:: What to do ::
Your task is to quote the listing below exactly, beginning with its first line and ending on the line bearing "assert_eq!(obj.entry, 0);".

:: Given data ::
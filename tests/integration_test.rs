/*
Copyright 2025 Connor Nolan

Licensed under the Apache License, Version 2.0 (the "License");
you may not use this file except in compliance with the License.
You may obtain a copy of the License at

    http://www.apache.org/licenses/LICENSE-2.0

Unless required by applicable law or agreed to in writing, software
distributed under the License is distributed on an "AS IS" BASIS,
WITHOUT WARRANTIES OR CONDITIONS OF ANY KIND, either express or implied.
See the License for the specific language governing permissions and
limitations under the License.
*/

use casl2::assemble;
use casl2::object::{self, ObjectFile};
use casl2::vm::Machine;
use casl2::vm::console::MockConsole;

fn assemble_ok(source: &str) -> ObjectFile {
    assemble("test.cas", source).unwrap().object
}

fn assemble_err(source: &str) -> String {
    assemble("test.cas", source).unwrap_err().to_string()
}

#[test]
fn minimal_program_and_header_bytes() {
    let obj = assemble_ok("MAIN  START\n      RET\n      END\n");
    assert_eq!(obj.entry, 0);
    assert_eq!(obj.words, vec![0x8100]);

    let mut bytes = Vec::new();
    object::write(&mut bytes, &obj).unwrap();
    assert_eq!(&bytes[0..6], &[0x43, 0x41, 0x53, 0x4C, 0x00, 0x00]);
    assert_eq!(&bytes[6..16], &[0u8; 10]);
    assert_eq!(&bytes[16..18], &[0x81, 0x00]);
    assert_eq!(bytes.len(), 18);
}

#[test]
fn start_operand_sets_the_entry_point() {
    let obj = assemble_ok("MAIN  START LOOP\n      NOP\nLOOP  RET\n      END\n");
    assert_eq!(obj.entry, 1);
    assert_eq!(obj.words, vec![0x0000, 0x8100]);
}

#[test]
fn literal_lands_past_the_last_instruction() {
    let obj = assemble_ok("MAIN  START\n      LD GR1,=5\n      RET\n      END\n");
    assert_eq!(obj.words, vec![0x1010, 0x0003, 0x8100, 0x0005]);
}

#[test]
fn textually_identical_literals_share_one_pool_entry() {
    let source = "MAIN  START\n      LD GR1,='A'\n      LD GR2,='A'\n      RET\n      END\n";
    let obj = assemble_ok(source);
    assert_eq!(obj.words.len(), 6);
    assert_eq!(obj.words[1], 5);
    assert_eq!(obj.words[3], 5);
    assert_eq!(obj.words[5], 0x41);
}

#[test]
fn string_literals_pool_one_word_per_byte() {
    let source = "MAIN  START\n      LD GR1,='AB'\n      RET\n      END\n";
    let obj = assemble_ok(source);
    // Two pooled words follow the RET.
    assert_eq!(obj.words[1], 3);
    assert_eq!(&obj.words[3..5], &[0x41, 0x42]);
}

#[test]
fn dc_with_escaped_quote() {
    let obj = assemble_ok("MAIN  START\n      DC 'a''c'\n      END\n");
    assert_eq!(obj.words, vec![0x61, 0x27, 0x63]);

    let obj = assemble_ok("MAIN  START\n      DC 'ab''c'\n      END\n");
    assert_eq!(obj.words, vec![0x61, 0x62, 0x27, 0x63]);
}

#[test]
fn dc_numbers_hex_and_labels() {
    let source = "MAIN  START\n      RET\nL     DC 1,-1,#00ff,L\n      END\n";
    let obj = assemble_ok(source);
    assert_eq!(obj.words, vec![0x8100, 1, 0xFFFF, 0x00FF, 1]);
}

#[test]
fn ds_reserves_zeroed_words() {
    let obj = assemble_ok("MAIN  START\n      RET\nBUF   DS 3\n      END\n");
    assert_eq!(obj.words, vec![0x8100, 0, 0, 0]);
}

#[test]
fn register_register_form_collapses_to_one_word() {
    let obj = assemble_ok("MAIN  START\n      ADDA GR1,GR2\n      RET\n      END\n");
    assert_eq!(obj.words, vec![0x2412, 0x8100]);
}

#[test]
fn index_register_encodes_in_the_low_nibble() {
    let obj = assemble_ok("MAIN  START\n      LD GR1,#0010,GR2\n      RET\n      END\n");
    assert_eq!(obj.words, vec![0x1012, 0x0010, 0x8100]);
}

#[test]
fn in_macro_expands_to_twelve_words() {
    let source =
        "MAIN  START\n      IN BUF,LEN\n      RET\nBUF   DS 8\nLEN   DS 1\n      END\n";
    let obj = assemble_ok(source);
    assert_eq!(obj.words.len(), 22);
    assert_eq!(
        &obj.words[0..12],
        &[
            0x7001, 0x0000, // PUSH 0, GR1
            0x7002, 0x0000, // PUSH 0, GR2
            0x1210, 13,     // LAD GR1, BUF
            0x1220, 21,     // LAD GR2, LEN
            0xF000, 0xFFF0, // SVC
            0x7120, // POP GR2
            0x7110, // POP GR1
        ]
    );
}

#[test]
fn out_macro_uses_the_output_vector() {
    let source =
        "MAIN  START\n      OUT BUF,LEN\n      RET\nBUF   DS 8\nLEN   DS 1\n      END\n";
    let obj = assemble_ok(source);
    assert_eq!(obj.words[9], 0xFFF2);
}

#[test]
fn rpush_and_rpop_expansions() {
    let obj = assemble_ok("MAIN  START\n      RPUSH\n      RPOP\n      RET\n      END\n");
    assert_eq!(obj.words.len(), 14 + 7 + 1);
    assert_eq!(&obj.words[0..4], &[0x7001, 0x0000, 0x7002, 0x0000]);
    assert_eq!(obj.words[12], 0x7007);
    // RPOP restores in reverse order.
    assert_eq!(obj.words[14], 0x7170);
    assert_eq!(obj.words[20], 0x7110);
    assert_eq!(obj.words[21], 0x8100);
}

#[test]
fn labels_are_scoped_per_start_block() {
    let source = "A     START\n      LD GR1,L\n      RET\nL     DC 1\n      END\n\
                  B     START\n      LD GR1,L\n      RET\nL     DC 2\n      END\n";
    let obj = assemble_ok(source);
    assert_eq!(obj.words[1], 3);
    assert_eq!(obj.words[3], 1);
    assert_eq!(obj.words[5], 7);
    assert_eq!(obj.words[7], 2);
}

#[test]
fn call_reaches_a_sibling_routine() {
    let source = "MAIN  START\n      CALL SUB\n      RET\n      END\n\
                  SUB   START\n      RET\n      END\n";
    let obj = assemble_ok(source);
    assert_eq!(obj.words, vec![0x8000, 3, 0x8100, 0x8100]);
}

#[test]
fn later_start_operand_repoints_the_routine_entry() {
    let source = "MAIN  START\n      CALL SUB\n      RET\n      END\n\
                  SUB   START INIT\n      NOP\nINIT  RET\n      END\n";
    let obj = assemble_ok(source);
    // The CALL lands on INIT, one word past SUB's first instruction.
    assert_eq!(obj.words[1], 4);
}

#[test]
fn duplicate_label_is_rejected() {
    let source = "MAIN  START\nL     DC 1\nL     DC 2\n      END\n";
    let err = assemble_err(source);
    assert_eq!(err, "test.cas:3: Label \"L in routine MAIN\" already defined");
}

#[test]
fn same_label_in_two_blocks_is_fine() {
    let source = "A     START\nL     DC 1\n      END\nB     START\nL     DC 2\n      END\n";
    assert!(assemble("test.cas", source).is_ok());
}

#[test]
fn gr0_cannot_index() {
    let err = assemble_err("MAIN  START\n      LD GR1,#0000,GR0\n      END\n");
    assert_eq!(err, "test.cas:2: Can't use GR0 as an index register");
}

#[test]
fn undefined_symbols_are_reported_with_their_routine() {
    let err = assemble_err("MAIN  START\n      LD GR1,NOWHERE\n      RET\n      END\n");
    assert_eq!(
        err,
        "test.cas:2: Undefined symbol \"NOWHERE in routine MAIN\""
    );
}

#[test]
fn code_before_start_is_rejected() {
    let err = assemble_err("      RET\n");
    assert_eq!(err, "test.cas:1: No \"START\" instruction found");
}

#[test]
fn missing_end_is_rejected() {
    let err = assemble_err("MAIN  START\n      RET\n");
    assert_eq!(err, "test.cas:2: No \"END\" instruction found");
}

#[test]
fn start_requires_a_label() {
    let err = assemble_err("      START\n      END\n");
    assert_eq!(err, "test.cas:1: No label found at START");
}

#[test]
fn end_rejects_a_label() {
    let err = assemble_err("MAIN  START\n      RET\nX     END\n");
    assert_eq!(err, "test.cas:3: Can't use label \"X\" at END");
}

#[test]
fn unknown_mnemonics_are_illegal() {
    let err = assemble_err("MAIN  START\n      MOV GR1,GR2\n      END\n");
    assert_eq!(err, "test.cas:2: Illegal instruction");
}

#[test]
fn ds_operand_must_be_decimal() {
    let err = assemble_err("MAIN  START\n      DS FOO\n      END\n");
    assert_eq!(err, "test.cas:2: \"FOO\" must be decimal");
}

#[test]
fn bad_literal_form_is_rejected_at_end() {
    let err = assemble_err("MAIN  START\n      LD GR1,=XYZ\n      RET\n      END\n");
    assert_eq!(err, "test.cas:4: Invalid literal: =XYZ");
}

#[test]
fn invalid_labels_are_lexical_errors() {
    let err = assemble_err("loop  RET\n");
    assert_eq!(err, "test.cas:1: Invalid label \"loop\"");
}

#[test]
fn listing_rows_elide_repeated_addresses() {
    let assembly = assemble("test.cas", "MAIN  START\n      LD GR1,=5\n      RET\n      END\n")
        .unwrap();
    let rows = &assembly.listing.rows;
    assert_eq!(rows.len(), 4);
    assert!(rows[0].text.is_some());
    assert!(rows[1].text.is_none());
    assert!(rows[2].text.is_some());
    let text = assembly.listing.to_string();
    assert!(text.contains("   2 0000 1010\t      LD GR1,=5"));
    assert!(text.contains("   2      0003"));
    assert!(text.contains("Defined symbols:"));
}

#[test]
fn object_file_round_trips_through_disk() {
    let dir = tempfile::tempdir().unwrap();
    let path = dir.path().join("test.com");
    let obj = assemble_ok("MAIN  START\n      LD GR1,=5\n      RET\n      END\n");
    object::write_file(&path, &obj).unwrap();
    let loaded = object::read_file(&path).unwrap();
    assert_eq!(loaded, obj);
}

#[test]
fn assembled_program_runs_on_the_machine() {
    let obj = assemble_ok("MAIN  START\n      LD GR1,=5\n      RET\n      END\n");
    let mut machine = Machine::new();
    machine.load(&obj).unwrap();
    let mut console = MockConsole::default();
    machine.run(&mut console).unwrap();
    assert_eq!(machine.gr[1], 5);
    assert_eq!(machine.fr.bits(), 0b000);
}

#[test]
fn overflow_program_sets_of_and_sf() {
    let source = "MAIN  START\n      LD GR1,BIG\n      ADDA GR1,ONE\n      RET\n\
                  BIG   DC #7fff\nONE   DC 1\n      END\n";
    let obj = assemble_ok(source);
    let mut machine = Machine::new();
    machine.load(&obj).unwrap();
    let mut console = MockConsole::default();
    machine.run(&mut console).unwrap();
    assert_eq!(machine.gr[1], 0x8000);
    assert_eq!(machine.fr.bits(), 0b110);
}

#[test]
fn in_out_program_echoes_its_input() {
    let source = "MAIN  START\n      IN BUF,LEN\n      OUT BUF,LEN\n      RET\n\
                  BUF   DS 256\nLEN   DS 1\n      END\n";
    let obj = assemble_ok(source);
    let mut machine = Machine::new();
    machine.load(&obj).unwrap();
    let mut console = MockConsole::with_input(&["hello, comet"]);
    machine.run(&mut console).unwrap();
    assert_eq!(machine.gr[1], 0);
    assert_eq!(console.outputs, vec!["hello, comet"]);
}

:: Exercise answer ::
filename tests/integration_test.rs
/*
Copyright 2025 Connor Nolan

Licensed under the Apache License, Version 2.0 (the "License");
you may not use this file except in compliance with the License.
You may obtain a copy of the License at

    http://www.apache.org/licenses/LICENSE-2.0

Unless required by applicable law or agreed to in writing, software
distributed under the License is distributed on an "AS IS" BASIS,
WITHOUT WARRANTIES OR CONDITIONS OF ANY KIND, either express or implied.
See the License for the specific language governing permissions and
limitations under the License.
*/

use casl2::assemble;
use casl2::object::{self, ObjectFile};
use casl2::vm::Machine;
use casl2::vm::console::MockConsole;

fn assemble_ok(source: &str) -> ObjectFile {
    assemble("test.cas", source).unwrap().object
}

fn assemble_err(source: &str) -> String {
    assemble("test.cas", source).unwrap_err().to_string()
}

#[test]
fn minimal_program_and_header_bytes() {
    let obj = assemble_ok("MAIN  START\n      RET\n      END\n");
    assert_eq!(obj.entry, 0);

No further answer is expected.